Begin each day with a bell ringer activity, 5-7 minutes (sometimes I link tech articles and ask them a question, sometimes we watch a short video, sometimes I ask a reflection lesson about the previous day’s activity).

Introduce the day’s lesson, 5-10 minutes (or re-teach a few concepts if it is a ‘continuation’ day)

Independent learning time, 25-30 minutes. During this time, students work through the stages of whichever lesson we are on. All of my students have their own computer, but I STRONGLY encourage them to work through lessons with a shoulder partner to make it easier for an ‘ask three then me’ situation, which is harder to do if one of them is way ahead or way behind.

If students finish a lesson early, I send them to https://codecombat.com/ for enrichment (can’t say it enough, CodeCombat is awesome).

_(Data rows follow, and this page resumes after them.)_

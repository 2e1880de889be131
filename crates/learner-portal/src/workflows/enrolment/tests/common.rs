use std::collections::VecDeque;
use std::sync::atomic::{AtomicUsize, Ordering};
use std::sync::Mutex;

use axum::response::Response;
use chrono::{NaiveDate, NaiveDateTime};
use serde_json::Value;

use crate::config::EnrolmentConfig;
use crate::workflows::enrolment::documents::{DocumentFile, DocumentStatus};
use crate::workflows::enrolment::domain::{
    AdditionalLanguage, ApplicationDraft, ApplicationHistoryEntry, EnglishLevel, Grade, MarkTerm,
    MathTrack,
};
use crate::workflows::enrolment::gateway::{
    CreateApplicationRequest, DocumentUpload, GatewayError, GatewayReply, PortalGateway,
};
use crate::workflows::enrolment::subjects::subjects_in_scope;
use crate::workflows::enrolment::wizard::ApplicationWizard;

pub(super) const ELECTIVES: [&str; 2] = ["Geography", "History"];

pub(super) fn at(year: i32, month: u32, day: u32) -> NaiveDateTime {
    NaiveDate::from_ymd_opt(year, month, day)
        .expect("valid date")
        .and_hms_opt(10, 0, 0)
        .expect("valid time")
}

/// Mid-January of the intake year, well before the default closing date.
pub(super) fn intake_now() -> NaiveDateTime {
    at(2026, 1, 15)
}

pub(super) fn enrolment_config() -> EnrolmentConfig {
    EnrolmentConfig::default()
}

pub(super) fn pdf(name: &str) -> DocumentFile {
    DocumentFile::new(name, mime::APPLICATION_PDF, vec![0x25; 2048])
}

/// A draft that passes every rule when `mark` is a healthy value.
pub(super) fn complete_draft(grade: Grade, mark: &str) -> ApplicationDraft {
    let mut draft = ApplicationDraft::new(grade);
    draft.math_track = MathTrack::Pure;
    draft.form_data.english_level = EnglishLevel::HomeLanguage;
    draft.form_data.additional_language = AdditionalLanguage::Afrikaans;
    draft.sync_marks();

    for slot in 0..draft.elective_slots().len() {
        draft
            .select_elective(slot, Some(ELECTIVES[slot]))
            .expect("catalog elective");
    }

    for subject in subjects_in_scope(&draft) {
        draft
            .set_mark(&subject, MarkTerm::Term2, mark)
            .expect("subject in scope");
        draft
            .set_mark(&subject, MarkTerm::Term4, mark)
            .expect("subject in scope");
    }

    draft
}

/// Same answers as [`complete_draft`], entered through the wizard's marks step.
pub(super) fn fill_marks_step<G>(wizard: &mut ApplicationWizard<G>, mark: &str)
where
    G: PortalGateway + ?Sized,
{
    wizard
        .set_english_level(EnglishLevel::HomeLanguage)
        .expect("marks step");
    wizard
        .set_additional_language(AdditionalLanguage::Afrikaans)
        .expect("marks step");

    let slots = wizard.draft().expect("draft").elective_slots().len();
    for slot in 0..slots {
        wizard
            .select_elective(slot, Some(ELECTIVES[slot]))
            .expect("catalog elective");
    }

    let subjects = subjects_in_scope(wizard.draft().expect("draft"));
    for subject in subjects {
        for term in [MarkTerm::Term2, MarkTerm::Term4] {
            wizard.set_mark(&subject, term, mark).expect("subject in scope");
        }
    }
}

/// Records every backend call and replays queued replies. Unqueued calls succeed.
#[derive(Default)]
pub(super) struct MemoryGateway {
    documents: Option<DocumentStatus>,
    history: Vec<ApplicationHistoryEntry>,
    upload_replies: Mutex<VecDeque<Result<GatewayReply, GatewayError>>>,
    create_replies: Mutex<VecDeque<Result<GatewayReply, GatewayError>>>,
    uploads: Mutex<Vec<(String, String)>>,
    submissions: Mutex<Vec<CreateApplicationRequest>>,
    history_calls: AtomicUsize,
}

impl MemoryGateway {
    pub(super) fn new() -> Self {
        Self {
            documents: Some(DocumentStatus::default()),
            ..Self::default()
        }
    }

    pub(super) fn with_documents_on_file(mut self) -> Self {
        self.documents = Some(DocumentStatus {
            id_uploaded: true,
            report_uploaded: true,
        });
        self
    }

    /// Makes the document status lookup fail.
    pub(super) fn without_document_status(mut self) -> Self {
        self.documents = None;
        self
    }

    pub(super) fn with_history(mut self, history: Vec<ApplicationHistoryEntry>) -> Self {
        self.history = history;
        self
    }

    pub(super) fn queue_upload(&self, reply: Result<GatewayReply, GatewayError>) {
        self.upload_replies
            .lock()
            .expect("upload mutex poisoned")
            .push_back(reply);
    }

    pub(super) fn queue_create(&self, reply: Result<GatewayReply, GatewayError>) {
        self.create_replies
            .lock()
            .expect("create mutex poisoned")
            .push_back(reply);
    }

    pub(super) fn uploads(&self) -> Vec<(String, String)> {
        self.uploads.lock().expect("upload mutex poisoned").clone()
    }

    pub(super) fn submissions(&self) -> Vec<CreateApplicationRequest> {
        self.submissions
            .lock()
            .expect("submission mutex poisoned")
            .clone()
    }

    pub(super) fn history_calls(&self) -> usize {
        self.history_calls.load(Ordering::SeqCst)
    }
}

impl PortalGateway for MemoryGateway {
    fn document_status(&self) -> Result<DocumentStatus, GatewayError> {
        self.documents
            .ok_or_else(|| GatewayError::Unavailable("status endpoint down".to_string()))
    }

    fn upload_documents(&self, upload: DocumentUpload<'_>) -> Result<GatewayReply, GatewayError> {
        self.uploads.lock().expect("upload mutex poisoned").push((
            upload.identity.file_name.clone(),
            upload.report.file_name.clone(),
        ));
        self.upload_replies
            .lock()
            .expect("upload mutex poisoned")
            .pop_front()
            .unwrap_or_else(|| Ok(GatewayReply::accepted()))
    }

    fn create_application(
        &self,
        request: &CreateApplicationRequest,
    ) -> Result<GatewayReply, GatewayError> {
        self.submissions
            .lock()
            .expect("submission mutex poisoned")
            .push(request.clone());
        self.create_replies
            .lock()
            .expect("create mutex poisoned")
            .pop_front()
            .unwrap_or_else(|| Ok(GatewayReply::accepted()))
    }

    fn application_history(&self) -> Result<Vec<ApplicationHistoryEntry>, GatewayError> {
        self.history_calls.fetch_add(1, Ordering::SeqCst);
        Ok(self.history.clone())
    }
}

pub(super) struct UnavailableGateway;

impl PortalGateway for UnavailableGateway {
    fn document_status(&self) -> Result<DocumentStatus, GatewayError> {
        Err(GatewayError::Unavailable("portal offline".to_string()))
    }

    fn upload_documents(&self, _upload: DocumentUpload<'_>) -> Result<GatewayReply, GatewayError> {
        Err(GatewayError::Unavailable("portal offline".to_string()))
    }

    fn create_application(
        &self,
        _request: &CreateApplicationRequest,
    ) -> Result<GatewayReply, GatewayError> {
        Err(GatewayError::Unavailable("portal offline".to_string()))
    }

    fn application_history(&self) -> Result<Vec<ApplicationHistoryEntry>, GatewayError> {
        Err(GatewayError::Unavailable("portal offline".to_string()))
    }
}

pub(super) async fn read_json_body(response: Response) -> Value {
    let body = axum::body::to_bytes(response.into_body(), 64 * 1024)
        .await
        .expect("read body");
    serde_json::from_slice(&body).expect("json payload")
}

Monday through Thursday, we work pretty hard. On Fridays, I allow for 20 minutes of free time for those students who are caught up. Students who are behind can spend the whole hour playing catch up. Those who are caught all the way up, I send to Code Combat for 20 minutes and then allow free time. I have found that this method keeps kids more ‘on the same page’ so some students aren’t constantly 4-5 lessons behind.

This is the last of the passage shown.